I still have amazing memories of the school, most particularly these four areas…
- 90-100% accuracy was required – basically you took a test or did the homework until you achieved this goal
- Students had the freedom to complete their studies in the order that worked for them
- Students were not segregated by age or grade
- Freedoms were merit-based
These were huge, folks! And they provided the basis for the homeschooling curriculum and approach that I employ today, 30 years later.
And Terry C. or Rachel L., if you are reading this, I really do appreciate the experiences that ILS gave me. Could you ever have imagined I would end up as a community educator or homeschool mom?!
Em seems excited about going to college. And I will be fostering that by offering her homeschool year-round. When we finish with the requirements for third grade, we will proceed to 4th grade, and then 5th, et cetera. She will have holidays, weekends and the occasional week or two off from classes and take several weeks off in the summer to attend Campfire Day Camp and visit her family in California.
However, by incorporating year-round homeschooling, I anticipate the need to add in college level math and science classes by the time she is in her early teens. If things stay on track, I imagine she might be ready to tackle full-time at the local community college by 15-16 years of age. I’m not in any hurry, however, I’m content to let it unfold naturally.
Introducing More “Proper” Writing Habits
At the beginning of September I put Em on notice, “By Week 4’s spelling list I will insist on legible, upper/lower case accuracy.”
She still tends to mix in upper and lower-case letters willy nilly, although if asked, knows that upper case is only used for proper nouns and at the beginning of sentences. So I’m enforcing it. I’m also insisting that when we cover a chapter in Life of Fred that she write at the top of the page “Life of Fred: Cats Chapter [#]” and also write the number of the question and then the answer (there’s usually around five questions per chapter).

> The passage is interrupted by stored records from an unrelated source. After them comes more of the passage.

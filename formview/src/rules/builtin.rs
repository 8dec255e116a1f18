//! The built-in validator catalog.
//!
//! Built-ins are pure functions of the value and the rule arguments, except
//! `matches`, which reads the sibling field through the [`RuleContext`].

use std::sync::LazyLock;

use regex::Regex;

use super::RuleContext;
use crate::{FormError, Value};

/// RFC 2822 addresses: dot-atom or quoted-string local part (with folding
/// whitespace), and a domain that admits internationalized characters.
const EMAIL_PATTERN: &str = concat!(
    r"(?i)^(",
    r"([a-z0-9!#$%&'*+\-/=?^_`{|}~\x{A0}-\x{D7FF}\x{F900}-\x{FDCF}\x{FDF0}-\x{FFEF}]+",
    r"(\.[a-z0-9!#$%&'*+\-/=?^_`{|}~\x{A0}-\x{D7FF}\x{F900}-\x{FDCF}\x{FDF0}-\x{FFEF}]+)*)",
    r"|",
    r#"("((([\x20\x09]*\x0d\x0a)?[\x20\x09]+)?([\x01-\x08\x0b\x0c\x0e-\x1f\x7f\x21\x23-\x5b\x5d-\x7e\x{A0}-\x{D7FF}\x{F900}-\x{FDCF}\x{FDF0}-\x{FFEF}]|\\[\x01-\x09\x0b\x0c\x0d-\x7f\x{A0}-\x{D7FF}\x{F900}-\x{FDCF}\x{FDF0}-\x{FFEF}]))*(([\x20\x09]*\x0d\x0a)?[\x20\x09]+)?")"#,
    r")@(",
    r"([a-z0-9\x{A0}-\x{D7FF}\x{F900}-\x{FDCF}\x{FDF0}-\x{FFEF}]",
    r"|[a-z0-9\x{A0}-\x{D7FF}\x{F900}-\x{FDCF}\x{FDF0}-\x{FFEF}][a-z0-9\-._~\x{A0}-\x{D7FF}\x{F900}-\x{FDCF}\x{FDF0}-\x{FFEF}]*[a-z0-9\x{A0}-\x{D7FF}\x{F900}-\x{FDCF}\x{FDF0}-\x{FFEF}])\.",
    r")+(",
    r"[a-z\x{A0}-\x{D7FF}\x{F900}-\x{FDCF}\x{FDF0}-\x{FFEF}]",
    r"|[a-z\x{A0}-\x{D7FF}\x{F900}-\x{FDCF}\x{FDF0}-\x{FFEF}][a-z0-9\-._~\x{A0}-\x{D7FF}\x{F900}-\x{FDCF}\x{FDF0}-\x{FFEF}]*[a-z\x{A0}-\x{D7FF}\x{F900}-\x{FDCF}\x{FDF0}-\x{FFEF}]",
    r")\.?$",
);

static EMAIL: LazyLock<Regex> =
    LazyLock::new(|| Regex::new(EMAIL_PATTERN).expect("email pattern is valid"));
static ALPHA: LazyLock<Regex> =
    LazyLock::new(|| Regex::new("^[a-zA-Z]+$").expect("alpha pattern is valid"));
static ALPHANUM: LazyLock<Regex> =
    LazyLock::new(|| Regex::new("^[a-zA-Z0-9]+$").expect("alphanum pattern is valid"));

#[derive(Debug, Clone, Copy, PartialEq, Eq, Hash)]
pub enum Builtin {
    Required,
    Min,
    Max,
    Numeric,
    Alpha,
    Alphanum,
    Email,
    Boolean,
    Matches,
}

impl Builtin {
    pub const ALL: [Builtin; 9] = [
        Builtin::Required,
        Builtin::Min,
        Builtin::Max,
        Builtin::Numeric,
        Builtin::Alpha,
        Builtin::Alphanum,
        Builtin::Email,
        Builtin::Boolean,
        Builtin::Matches,
    ];

    pub fn name(&self) -> &'static str {
        match self {
            Self::Required => "required",
            Self::Min => "min",
            Self::Max => "max",
            Self::Numeric => "numeric",
            Self::Alpha => "alpha",
            Self::Alphanum => "alphanum",
            Self::Email => "email",
            Self::Boolean => "boolean",
            Self::Matches => "matches",
        }
    }

    pub fn lookup(name: &str) -> Option<Self> {
        Self::ALL.into_iter().find(|builtin| builtin.name() == name)
    }

    pub fn check(
        &self,
        cx: &RuleContext<'_>,
        value: &Value,
        args: &[String],
    ) -> Result<bool, FormError> {
        let arg = args.first().map(String::as_str);
        Ok(match self {
            Self::Required => required(value),
            Self::Min => min_length(value, arg),
            Self::Max => max_length(value, arg),
            Self::Numeric => value.is_number(),
            Self::Alpha => matches_pattern(&ALPHA, value),
            Self::Alphanum => matches_pattern(&ALPHANUM, value),
            Self::Email => email(value),
            Self::Boolean => value.is_bool(),
            Self::Matches => {
                let other = arg.ok_or_else(|| FormError::missing_argument(self.name()))?;
                let other_value = cx
                    .field_value(other)
                    .ok_or_else(|| FormError::unknown_field(other))?;
                value.loose_eq(&other_value)
            }
        })
    }
}

/// Fails only for `Null`, `false` and the empty string. Zero passes.
pub fn required(value: &Value) -> bool {
    match value {
        Value::Null | Value::Bool(false) => false,
        Value::String(s) => !s.is_empty(),
        _ => true,
    }
}

/// Passes unless the value has a length shorter than `min`. Values without a
/// length, and a non-numeric `min`, always pass.
pub fn min_length(value: &Value, min: Option<&str>) -> bool {
    match (value.length(), parse_bound(min)) {
        (Some(len), Some(min)) => len as f64 >= min,
        _ => true,
    }
}

/// Passes unless the value has a length longer than `max`.
pub fn max_length(value: &Value, max: Option<&str>) -> bool {
    match (value.length(), parse_bound(max)) {
        (Some(len), Some(max)) => len as f64 <= max,
        _ => true,
    }
}

pub fn email(value: &Value) -> bool {
    matches_pattern(&EMAIL, value)
}

fn matches_pattern(pattern: &Regex, value: &Value) -> bool {
    value.text().is_some_and(|text| pattern.is_match(&text))
}

fn parse_bound(arg: Option<&str>) -> Option<f64> {
    arg.and_then(|a| a.trim().parse::<f64>().ok())
}
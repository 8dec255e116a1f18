//! The data record a form is bound to

use std::collections::HashMap;
use std::fmt;

use super::Value;

type ChangeListener = Box<dyn FnMut(&[String])>;

/// A flat mapping from field name to [`Value`].
///
/// The record is the source of truth for field values outside the element
/// tree. Mutations notify every listener registered with
/// [`on_change`](Record::on_change) with the names that actually changed.
///
/// # Example
///
/// ```
/// use formview::{Record, Value};
///
/// let mut record = Record::new().set("fname", "Ada");
/// let changed = record.set_many([("fname", Value::from("Ada")), ("lname", Value::from("Lovelace"))]);
///
/// assert_eq!(changed, vec!["lname".to_string()]);
/// assert_eq!(record.get("fname"), Some(&Value::from("Ada")));
/// ```
#[derive(Default)]
pub struct Record {
    pub(crate) fields: HashMap<String, Value>,
    listeners: Vec<ChangeListener>,
}

impl Record {
    /// Creates a new empty record.
    pub fn new() -> Self {
        Self::default()
    }

    // =========================================================================
    // Raw field access
    // =========================================================================

    /// Returns a reference to the field value, if it exists.
    pub fn get(&self, field: &str) -> Option<&Value> {
        self.fields.get(field)
    }

    /// Returns `true` if the record contains the given field.
    pub fn contains(&self, field: &str) -> bool {
        self.fields.contains_key(field)
    }

    /// Returns a reference to all fields.
    pub fn fields(&self) -> &HashMap<String, Value> {
        &self.fields
    }

    pub fn len(&self) -> usize {
        self.fields.len()
    }

    pub fn is_empty(&self) -> bool {
        self.fields.is_empty()
    }

    // =========================================================================
    // Setters
    // =========================================================================

    /// Sets a field value (builder pattern).
    pub fn set(mut self, field: impl Into<String>, value: impl Into<Value>) -> Self {
        self.insert(field, value);
        self
    }

    /// Inserts a field value. Returns `true` if the stored value changed.
    pub fn insert(&mut self, field: impl Into<String>, value: impl Into<Value>) -> bool {
        let field = field.into();
        if self.store(&field, value.into()) {
            self.notify(&[field]);
            true
        } else {
            false
        }
    }

    /// Sets several fields at once and notifies listeners a single time.
    /// Returns the names whose value changed, in the order given.
    pub fn set_many<K, V>(&mut self, values: impl IntoIterator<Item = (K, V)>) -> Vec<String>
    where
        K: Into<String>,
        V: Into<Value>,
    {
        let mut changed: Vec<String> = Vec::new();
        for (field, value) in values {
            let field = field.into();
            if self.store(&field, value.into()) && !changed.contains(&field) {
                changed.push(field);
            }
        }
        if !changed.is_empty() {
            self.notify(&changed);
        }
        changed
    }

    /// Removes a field and returns its value.
    pub fn remove(&mut self, field: &str) -> Option<Value> {
        let removed = self.fields.remove(field);
        if removed.is_some() {
            self.notify(&[field.to_string()]);
        }
        removed
    }

    /// Serialize the record as a JSON object with sorted keys.
    pub fn to_json(&self) -> Result<String, serde_json::Error> {
        serde_json::to_string(self)
    }

    // =========================================================================
    // Change notification
    // =========================================================================

    /// Register a listener called with the changed field names after every
    /// mutation that changed something.
    pub fn on_change(&mut self, listener: impl FnMut(&[String]) + 'static) {
        self.listeners.push(Box::new(listener));
    }

    fn store(&mut self, field: &str, value: Value) -> bool {
        if self.fields.get(field) == Some(&value) {
            return false;
        }
        self.fields.insert(field.to_string(), value);
        true
    }

    fn notify(&mut self, changed: &[String]) {
        log::trace!("[record] changed: {:?}", changed);
        for listener in &mut self.listeners {
            listener(changed);
        }
    }
}

/// Clones the field values only. Listeners are not carried over.
impl Clone for Record {
    fn clone(&self) -> Self {
        Self {
            fields: self.fields.clone(),
            listeners: Vec::new(),
        }
    }
}

impl PartialEq for Record {
    fn eq(&self, other: &Self) -> bool {
        self.fields == other.fields
    }
}

impl fmt::Debug for Record {
    fn fmt(&self, f: &mut fmt::Formatter<'_>) -> fmt::Result {
        f.debug_struct("Record")
            .field("fields", &self.fields)
            .field("listeners", &self.listeners.len())
            .finish()
    }
}

impl<K: Into<String>, V: Into<Value>> FromIterator<(K, V)> for Record {
    fn from_iter<I: IntoIterator<Item = (K, V)>>(iter: I) -> Self {
        Self {
            fields: iter
                .into_iter()
                .map(|(k, v)| (k.into(), v.into()))
                .collect(),
            listeners: Vec::new(),
        }
    }
}
use formdom::{Element, InputType};
use formview::{FieldConfig, FormError, FormSchema, FormView, Required, Trigger};

const SIGNUP: &str = r#"{
    "defaults": { "field": { "validateOn": "blur" } },
    "fields": {
        "username": {
            "el": ".username",
            "required": "Pick a username",
            "validations": { "min:3": "Too short", "alphanum": "Letters and digits only" }
        },
        "email": { "el": ".email", "required": true, "validations": { "email": "Invalid email" } },
        "pass1": { "el": ".pass1", "validateOn": "keyup" },
        "pass2": { "el": ".pass2", "required": false, "validations": { "matches:pass1": "Should match" } }
    }
}"#;

fn tree() -> Element {
    Element::form().id("signup").children(vec![
        Element::input(InputType::Text).id("username").class("username"),
        Element::input(InputType::Email).id("email").class("email"),
        Element::input(InputType::Password).id("pass1").class("pass1"),
        Element::input(InputType::Password).id("pass2").class("pass2"),
        Element::input(InputType::Text).id("invite").class("invite"),
    ])
}

// ============================================================================
// JSON schema
// ============================================================================

#[test]
fn test_schema_preserves_declaration_order() {
    let schema = FormSchema::from_json(SIGNUP).unwrap();

    let names: Vec<&str> = schema.fields.iter().map(|(name, _)| name.as_str()).collect();
    assert_eq!(names, vec!["username", "email", "pass1", "pass2"]);

    let username = &schema.fields[0].1;
    assert_eq!(
        username.validations,
        vec![
            ("min:3".to_string(), "Too short".to_string()),
            ("alphanum".to_string(), "Letters and digits only".to_string()),
        ]
    );
}

#[test]
fn test_schema_required_forms() {
    let schema = FormSchema::from_json(SIGNUP).unwrap();
    let required: Vec<Option<Required>> = schema
        .fields
        .iter()
        .map(|(_, config)| config.required.clone())
        .collect();

    assert_eq!(
        required,
        vec![
            Some(Required::Message("Pick a username".to_string())),
            Some(Required::Default),
            None,
            None,
        ]
    );
}

#[test]
fn test_empty_required_message_is_not_required() {
    let schema = FormSchema::from_json(r#"{ "fields": { "a": { "el": ".a", "required": "" } } }"#).unwrap();
    assert_eq!(schema.fields[0].1.required, None);
}

#[test]
fn test_triggers_resolve_from_defaults() {
    let form: FormView = FormView::builder()
        .schema(FormSchema::from_json(SIGNUP).unwrap())
        .build()
        .unwrap();

    let triggers: Vec<Trigger> = form.fields().iter().map(|f| f.validate_on).collect();
    assert_eq!(
        triggers,
        vec![Trigger::Blur, Trigger::Blur, Trigger::KeyUp, Trigger::Blur]
    );
}

#[test]
fn test_trigger_defaults_to_submit() {
    let form: FormView = FormView::builder()
        .field("username", FieldConfig::new(".username"))
        .build()
        .unwrap();

    assert_eq!(form.fields().get("username").unwrap().validate_on, Trigger::Submit);
}

#[test]
fn test_unknown_trigger_is_a_config_error() {
    let err = FormSchema::from_json(r#"{ "fields": { "a": { "el": ".a", "validateOn": "hover" } } }"#)
        .unwrap_err();
    assert!(matches!(err, FormError::Config(_)));
}

#[test]
fn test_malformed_json_is_a_config_error() {
    assert!(matches!(
        FormSchema::from_json("{ \"fields\": "),
        Err(FormError::Config(_))
    ));
}

// ============================================================================
// Merging
// ============================================================================

#[test]
fn test_instance_fields_override_schema_in_place() {
    let form: FormView = FormView::builder()
        .schema(FormSchema::from_json(SIGNUP).unwrap())
        .field("invite", FieldConfig::new(".invite").validation("alphanum", "Bad code"))
        .field("email", FieldConfig::new(".email").validate_on(Trigger::Change))
        .build()
        .unwrap();

    let names: Vec<&str> = form.fields().names().collect();
    assert_eq!(names, vec!["username", "email", "pass1", "pass2", "invite"]);

    let email = form.fields().get("email").unwrap();
    assert_eq!(email.validate_on, Trigger::Change);
    assert_eq!(email.required, None);
    assert!(email.validations.is_empty());
}

#[test]
fn test_later_builder_layers_win() {
    let form: FormView = FormView::builder()
        .fields([
            ("username", FieldConfig::new(".username")),
            ("email", FieldConfig::new(".email")),
        ])
        .field("username", FieldConfig::new("#username").required())
        .build()
        .unwrap();

    let names: Vec<&str> = form.fields().names().collect();
    assert_eq!(names, vec!["username", "email"]);
    assert_eq!(form.fields().get("username").unwrap().el, "#username");
}

#[test]
fn test_schema_built_in_code() {
    let schema = FormSchema::new()
        .default_trigger(Trigger::Change)
        .field("username", FieldConfig::new(".username").required())
        .field("username", FieldConfig::new(".username").validation("min:3", "Too short"));

    assert_eq!(schema.fields.len(), 1);
    assert_eq!(schema.fields[0].1.required, None);

    let form: FormView = FormView::builder().schema(schema).build().unwrap();
    assert_eq!(form.fields().get("username").unwrap().validate_on, Trigger::Change);
}

#[test]
fn test_instance_rules_override_schema_rules() {
    let schema = FormSchema::new()
        .field("invite", FieldConfig::new(".invite").validation("inviteCode", "Bad code"))
        .rule("inviteCode", |_, _, _| false);

    let mut form = FormView::builder()
        .schema(schema.clone())
        .tree(tree())
        .build()
        .unwrap();
    assert!(form.validate_field("invite").unwrap().is_some());

    let mut form = FormView::builder()
        .schema(schema)
        .rule("inviteCode", |_, _, _| true)
        .tree(tree())
        .build()
        .unwrap();
    assert!(form.validate_field("invite").unwrap().is_none());
}

// ============================================================================
// Construction errors
// ============================================================================

#[test]
fn test_no_fields_is_an_error() {
    let err = FormView::<Element>::builder().build().unwrap_err();
    assert!(matches!(err, FormError::NoFields));
    assert_eq!(err.to_string(), "Fields must be provided");

    let empty = FormSchema::from_json(r#"{ "fields": {} }"#).unwrap();
    assert!(matches!(
        FormView::<Element>::builder().schema(empty).build(),
        Err(FormError::NoFields)
    ));
}

#[test]
fn test_invalid_selector_is_an_error() {
    let err = FormView::<Element>::builder()
        .field("username", FieldConfig::new("input[name"))
        .build()
        .unwrap_err();

    assert!(matches!(err, FormError::Selector { ref field, .. } if field == "username"));
    assert!(std::error::Error::source(&err).is_some());
}
use std::collections::HashMap;
use std::sync::atomic::{AtomicU64, Ordering};

use super::Content;

static NEXT_ID: AtomicU64 = AtomicU64::new(0);

fn generate_id(prefix: &str) -> String {
    let id = NEXT_ID.fetch_add(1, Ordering::Relaxed);
    format!("{prefix}-{id}")
}

/// The `type` of an `<input>` element.
#[derive(Debug, Clone, Copy, PartialEq, Eq, Hash, Default)]
pub enum InputType {
    #[default]
    Text,
    Password,
    Email,
    Number,
    Hidden,
    Checkbox,
    Radio,
    Submit,
}

impl InputType {
    /// Parse a `type` attribute value. Unknown types fall back to `Text`,
    /// as browsers do.
    pub fn parse(value: &str) -> Self {
        match value.trim().to_ascii_lowercase().as_str() {
            "password" => Self::Password,
            "email" => Self::Email,
            "number" => Self::Number,
            "hidden" => Self::Hidden,
            "checkbox" => Self::Checkbox,
            "radio" => Self::Radio,
            "submit" => Self::Submit,
            _ => Self::Text,
        }
    }

    pub fn name(&self) -> &'static str {
        match self {
            Self::Text => "text",
            Self::Password => "password",
            Self::Email => "email",
            Self::Number => "number",
            Self::Hidden => "hidden",
            Self::Checkbox => "checkbox",
            Self::Radio => "radio",
            Self::Submit => "submit",
        }
    }

    /// Checkbox and radio inputs carry a checked state instead of free text.
    pub fn is_checkable(&self) -> bool {
        matches!(self, Self::Checkbox | Self::Radio)
    }
}

#[derive(Debug, Clone, PartialEq, Eq)]
pub enum ElementKind {
    Form,
    Input(InputType),
    Textarea,
    Select,
    /// Any other element, identified by its tag name.
    Container(String),
}

impl ElementKind {
    pub fn tag_name(&self) -> &str {
        match self {
            Self::Form => "form",
            Self::Input(_) => "input",
            Self::Textarea => "textarea",
            Self::Select => "select",
            Self::Container(tag) => tag,
        }
    }

    /// Whether the element holds user-editable form state.
    pub fn is_control(&self) -> bool {
        matches!(self, Self::Input(_) | Self::Textarea | Self::Select)
    }
}

/// One `<option>` of a `<select>`.
#[derive(Debug, Clone, PartialEq, Eq)]
pub struct SelectOption {
    pub value: String,
    pub label: String,
    pub selected: bool,
}

impl SelectOption {
    pub fn new(value: impl Into<String>, label: impl Into<String>) -> Self {
        Self {
            value: value.into(),
            label: label.into(),
            selected: false,
        }
    }

    pub fn selected(mut self) -> Self {
        self.selected = true;
        self
    }
}

#[derive(Debug, Clone, PartialEq)]
pub struct Element {
    // Identity
    pub id: String,
    pub kind: ElementKind,
    pub classes: Vec<String>,
    pub attrs: HashMap<String, String>,

    // Content
    pub content: Content,

    // Form state
    pub value: String,
    pub checked: bool,
    pub options: Vec<SelectOption>,

    // Custom data storage (field tags, etc.)
    pub data: HashMap<String, String>,
}

impl Element {
    fn new(kind: ElementKind, prefix: &str) -> Self {
        Self {
            id: generate_id(prefix),
            kind,
            classes: Vec::new(),
            attrs: HashMap::new(),
            content: Content::None,
            value: String::new(),
            checked: false,
            options: Vec::new(),
            data: HashMap::new(),
        }
    }

    // Constructors

    pub fn form() -> Self {
        Self::new(ElementKind::Form, "form")
    }

    pub fn input(input_type: InputType) -> Self {
        Self::new(ElementKind::Input(input_type), "input")
    }

    pub fn textarea(text: impl Into<String>) -> Self {
        let mut el = Self::new(ElementKind::Textarea, "textarea");
        el.content = Content::Text(text.into());
        el
    }

    /// A select element. The first option is selected when none is marked.
    pub fn select(options: Vec<SelectOption>) -> Self {
        let mut el = Self::new(ElementKind::Select, "select");
        el.options = options;
        if !el.options.iter().any(|o| o.selected)
            && let Some(first) = el.options.first_mut()
        {
            first.selected = true;
        }
        el
    }

    pub fn container(tag: impl Into<String>) -> Self {
        Self::new(ElementKind::Container(tag.into()), "el")
    }

    pub fn div() -> Self {
        Self::container("div")
    }

    pub fn text(content: impl Into<String>) -> Self {
        let mut el = Self::container("span");
        el.content = Content::Text(content.into());
        el
    }

    // Builder methods

    pub fn id(mut self, id: impl Into<String>) -> Self {
        self.id = id.into();
        self
    }

    pub fn class(mut self, class: impl Into<String>) -> Self {
        self.classes.push(class.into());
        self
    }

    /// Set an attribute. `type` on an input also changes its input type.
    pub fn attr(mut self, name: impl Into<String>, value: impl Into<String>) -> Self {
        let name = name.into();
        let value = value.into();
        if name == "type" && matches!(self.kind, ElementKind::Input(_)) {
            self.kind = ElementKind::Input(InputType::parse(&value));
        }
        self.attrs.insert(name, value);
        self
    }

    pub fn name(self, name: impl Into<String>) -> Self {
        self.attr("name", name)
    }

    pub fn value(mut self, value: impl Into<String>) -> Self {
        self.value = value.into();
        self
    }

    pub fn checked(mut self, checked: bool) -> Self {
        self.checked = checked;
        self
    }

    pub fn child(mut self, child: Element) -> Self {
        match &mut self.content {
            Content::Children(children) => children.push(child),
            _ => self.content = Content::Children(vec![child]),
        }
        self
    }

    pub fn children(mut self, children: Vec<Element>) -> Self {
        self.content = Content::Children(children);
        self
    }

    // Accessors

    pub fn tag_name(&self) -> &str {
        self.kind.tag_name()
    }

    pub fn has_class(&self, class: &str) -> bool {
        self.classes.iter().any(|c| c == class)
    }

    /// Attribute lookup including the attributes backed by dedicated fields.
    pub fn attribute(&self, name: &str) -> Option<String> {
        match name {
            "id" => Some(self.id.clone()),
            "class" if !self.classes.is_empty() => Some(self.classes.join(" ")),
            "type" => match self.kind {
                ElementKind::Input(t) => Some(t.name().to_string()),
                _ => self.attrs.get(name).cloned(),
            },
            _ => self.attrs.get(name).cloned(),
        }
    }

    pub fn input_type(&self) -> Option<InputType> {
        match self.kind {
            ElementKind::Input(t) => Some(t),
            _ => None,
        }
    }

    pub fn child_elements(&self) -> &[Element] {
        match &self.content {
            Content::Children(children) => children,
            _ => &[],
        }
    }

    pub fn child_elements_mut(&mut self) -> &mut [Element] {
        match &mut self.content {
            Content::Children(children) => children,
            _ => &mut [],
        }
    }

    pub fn text_content(&self) -> String {
        self.content.text()
    }

    pub fn set_text_content(&mut self, text: impl Into<String>) {
        self.content = Content::Text(text.into());
    }

    /// Value of the selected option, or an empty string when nothing is selected.
    pub fn selected_value(&self) -> &str {
        self.options
            .iter()
            .find(|o| o.selected)
            .map(|o| o.value.as_str())
            .unwrap_or("")
    }

    /// Select the option with the given value, deselecting the rest.
    /// When no option matches, nothing stays selected.
    pub fn select_value(&mut self, value: &str) {
        let mut matched = false;
        for option in &mut self.options {
            option.selected = option.value == value;
            matched |= option.selected;
        }
        if !matched {
            log::trace!("[select] {} has no option {:?}", self.id, value);
        }
    }
}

As far as the Life of Fred work goes, I’ve been explaining that, while we might remember today, or even next week what assignment we were doing, in a month or a year, we would have no idea if we didn’t label the assignment with the book name and chapter. “I need this for recording purposes and it is good practice for when you are in college and must label your papers according to each teacher’s individual requirements.” I told her.
I pointed out that she is older now and is capable of doing these things with a little more attention to detail and practice.
I will be correcting her letter formation and just asking her to re-write the words if the letters are incorrectly lower or upper case, or the rare backwards formation, but then in Week 4 I will begin marking the words wrong and require she re-take a spelling test the next day, and the next, until they are all written correctly.
I think she is up for the task. She seems willing enough!